■ WHAT TO DO: Using the data below, output the first line and every line after it up to and including the line containing "Shutdown signal sender", exactly as written and with nothing added.

——————————

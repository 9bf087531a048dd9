use std::net::SocketAddr;
use std::sync::Arc;
use std::time::Duration;

use async_trait::async_trait;
use axum::extract::State;
use axum::http::{Method, Uri};
use axum::response::{IntoResponse, Response};
use chrono::Local;
use tracing::Instrument;

use crate::config::{DelaySettingsSource, FileDelaySettings, ListenerConfig, ServerConfig};
use crate::core::delay::decide_delay;
use crate::core::document::{render_document, DocumentStore, FileDocumentStore};
use crate::core::request::{parse_query, ProtocolRequest};
use crate::core::response::ProtocolResponse;
use crate::core::selector::select;
use crate::error::ListenerError;
use crate::middleware::logging::log_request;

/// Core listener trait that defines the main functionality
#[async_trait]
pub trait Listener: Send + Sync {
    /// Process an incoming request and return a response
    async fn process_request(
        &self,
        request: ProtocolRequest,
    ) -> Result<ProtocolResponse, ListenerError>;

    /// Bind the configured address and start serving, returning the bound address
    async fn start(&self) -> Result<SocketAddr, ListenerError>;

    /// Stop the server gracefully
    async fn stop(&self) -> Result<(), ListenerError>;
}

/// Server state that can be mutated
#[derive(Default)]
struct ServerState {
    /// Server handle for graceful shutdown
    server_handle: Option<tokio::task::JoinHandle<()>>,
    /// Shutdown signal sender
    shutdown_tx: Option<tokio::sync::oneshot::Sender<()>>,
}

/// Simulated OAI-PMH endpoint answering from canned documents
#[derive(Clone)]
pub struct OaiListener {
    /// Server configuration
    config: ServerConfig,
    /// Content type of every document response
    content_type: String,
    /// Canned documents
    documents: Arc<dyn DocumentStore>,
    /// Delay settings, consulted per request
    delay_settings: Arc<dyn DelaySettingsSource>,
    /// Server state (handle and shutdown sender)
    server_state: Arc<tokio::sync::Mutex<ServerState>>,
}

impl OaiListener {
    /// Create a listener reading documents and delay settings from the filesystem
    pub fn new(config: &ListenerConfig) -> Self {
        let documents = FileDocumentStore::new(&config.content.content_dir);
        let delay_settings = FileDelaySettings::new(&config.content.settings_file);
        tracing::debug!(
            "Serving documents from {}, delay settings from {}",
            documents.root().display(),
            delay_settings.path().display()
        );

        Self {
            config: config.server.clone(),
            content_type: config.content.content_type.clone(),
            documents: Arc::new(documents),
            delay_settings: Arc::new(delay_settings),
            server_state: Arc::new(tokio::sync::Mutex::new(ServerState::default())),
        }
    }

    /// Replace the document store
    pub fn with_documents<D: DocumentStore + 'static>(mut self, documents: D) -> Self {
        self.documents = Arc::new(documents);
        self
    }

    /// Replace the delay settings source
    pub fn with_delay_settings<S: DelaySettingsSource + 'static>(mut self, source: S) -> Self {
        self.delay_settings = Arc::new(source);
        self
    }

    fn app(&self) -> axum::Router {
        axum::Router::new()
            // Every path is the protocol endpoint
            .fallback(handle_request)
            .layer(axum::middleware::from_fn(log_request))
            .layer(tower_http::trace::TraceLayer::new_for_http())
            .with_state(self.clone())
    }

    async fn resolve_addr(&self) -> Result<SocketAddr, ListenerError> {
        let host = self.config.host.as_str();
        tokio::net::lookup_host((host, self.config.port))
            .await?
            .next()
            .ok_or_else(|| {
                ListenerError::InternalError(format!(
                    "Invalid address: {}:{}",
                    host, self.config.port
                ))
            })
    }
}

#[async_trait]
impl Listener for OaiListener {
    async fn process_request(
        &self,
        request: ProtocolRequest,
    ) -> Result<ProtocolResponse, ListenerError> {
        let response_id = select(&request.params);
        tracing::debug!("Forming a new response from {}", response_id);

        let document = self.documents.load(&response_id).await?;
        let body = render_document(&document, Local::now().naive_local());

        let settings = self.delay_settings.load().await;
        let delay_ms = {
            let mut rng = rand::thread_rng();
            decide_delay(&settings, &mut rng)
        };
        tracing::info!(
            response = %response_id,
            delay_ms,
            "Network pause value = {}",
            delay_ms
        );

        if delay_ms > 0 {
            tokio::time::sleep(Duration::from_millis(delay_ms)).await;
        }

        tracing::debug!(
            method = %request.method,
            elapsed_ms = request.timestamp.elapsed().unwrap_or_default().as_millis() as u64,
            "Answering with {}",
            response_id
        );

        Ok(ProtocolResponse::document(&self.content_type, body)
            .with_response_id(response_id)
            .with_delay(delay_ms))
    }

    async fn start(&self) -> Result<SocketAddr, ListenerError> {
        // Check if server is already running
        let mut server_state = self.server_state.lock().await;
        if server_state.server_handle.is_some() {
            return Err(ListenerError::InternalError(
                "Server is already running".to_string(),
            ));
        }

        let addr = self.resolve_addr().await?;
        let server = axum::Server::try_bind(&addr)?.serve(self.app().into_make_service());
        let local_addr = server.local_addr();

        // Create a shutdown channel
        let (shutdown_tx, shutdown_rx) = tokio::sync::oneshot::channel::<()>();

        let server_handle = tokio::spawn(async move {
            let graceful = server.with_graceful_shutdown(async {
                shutdown_rx.await.ok();
                tracing::info!("Shutdown signal received, starting graceful shutdown");
            });

            if let Err(e) = graceful.await {
                tracing::error!("Server error: {}", e);
            }

            tracing::info!("Server on {} has been shut down", local_addr);
        });

        server_state.server_handle = Some(server_handle);
        server_state.shutdown_tx = Some(shutdown_tx);

        tracing::info!("Listening on http://{}/", local_addr);
        Ok(local_addr)
    }

    async fn stop(&self) -> Result<(), ListenerError> {
        let mut server_state = self.server_state.lock().await;

        if server_state.server_handle.is_none() {
            return Err(ListenerError::InternalError(
                "Server is not running".to_string(),
            ));
        }

        if let Some(tx) = server_state.shutdown_tx.take() {
            // The receiver is gone if the server already exited
            let _ = tx.send(());
        }

        match server_state.server_handle.take() {
            Some(handle) => handle.await.map_err(|e| {
                tracing::error!("Error while shutting down server: {}", e);
                ListenerError::InternalError(format!("Error while shutting down server: {}", e))
            }),
            None => Err(ListenerError::InternalError(
                "Server handle not found".to_string(),
            )),
        }
    }
}

/// Axum entry point: every request, whatever its path, lands here
async fn handle_request(
    State(listener): State<OaiListener>,
    method: Method,
    uri: Uri,
) -> Response {
    let params = parse_query(uri.query());
    let request = ProtocolRequest::new(method, uri, params);
    let span = tracing::info_span!(
        "request",
        request_id = %request.request_id,
        method = %request.method,
        path = %request.uri.path()
    );

    match listener.process_request(request).instrument(span).await {
        Ok(response) => (response.status, response.headers, response.body).into_response(),
        Err(e) => {
            tracing::error!("Failed to answer request: {}", e);
            let status = axum::http::StatusCode::from_u16(e.status_code())
                .unwrap_or(axum::http::StatusCode::INTERNAL_SERVER_ERROR);
            let response = ProtocolResponse::error(status, &e.to_string());
            (response.status, response.headers, response.body).into_response()
        }
    }
}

——————————

■ ANSWER AREA:
repository 9bf087531a048dd9
use std::net::SocketAddr;
use std::sync::Arc;
use std::time::Duration;

use async_trait::async_trait;
use axum::extract::State;
use axum::http::{Method, Uri};
use axum::response::{IntoResponse, Response};
use chrono::Local;
use tracing::Instrument;

use crate::config::{DelaySettingsSource, FileDelaySettings, ListenerConfig, ServerConfig};
use crate::core::delay::decide_delay;
use crate::core::document::{render_document, DocumentStore, FileDocumentStore};
use crate::core::request::{parse_query, ProtocolRequest};
use crate::core::response::ProtocolResponse;
use crate::core::selector::select;
use crate::error::ListenerError;
use crate::middleware::logging::log_request;

/// Core listener trait that defines the main functionality
#[async_trait]
pub trait Listener: Send + Sync {
    /// Process an incoming request and return a response
    async fn process_request(
        &self,
        request: ProtocolRequest,
    ) -> Result<ProtocolResponse, ListenerError>;

    /// Bind the configured address and start serving, returning the bound address
    async fn start(&self) -> Result<SocketAddr, ListenerError>;

    /// Stop the server gracefully
    async fn stop(&self) -> Result<(), ListenerError>;
}

/// Server state that can be mutated
#[derive(Default)]
struct ServerState {
    /// Server handle for graceful shutdown
    server_handle: Option<tokio::task::JoinHandle<()>>,
    /// Shutdown signal sender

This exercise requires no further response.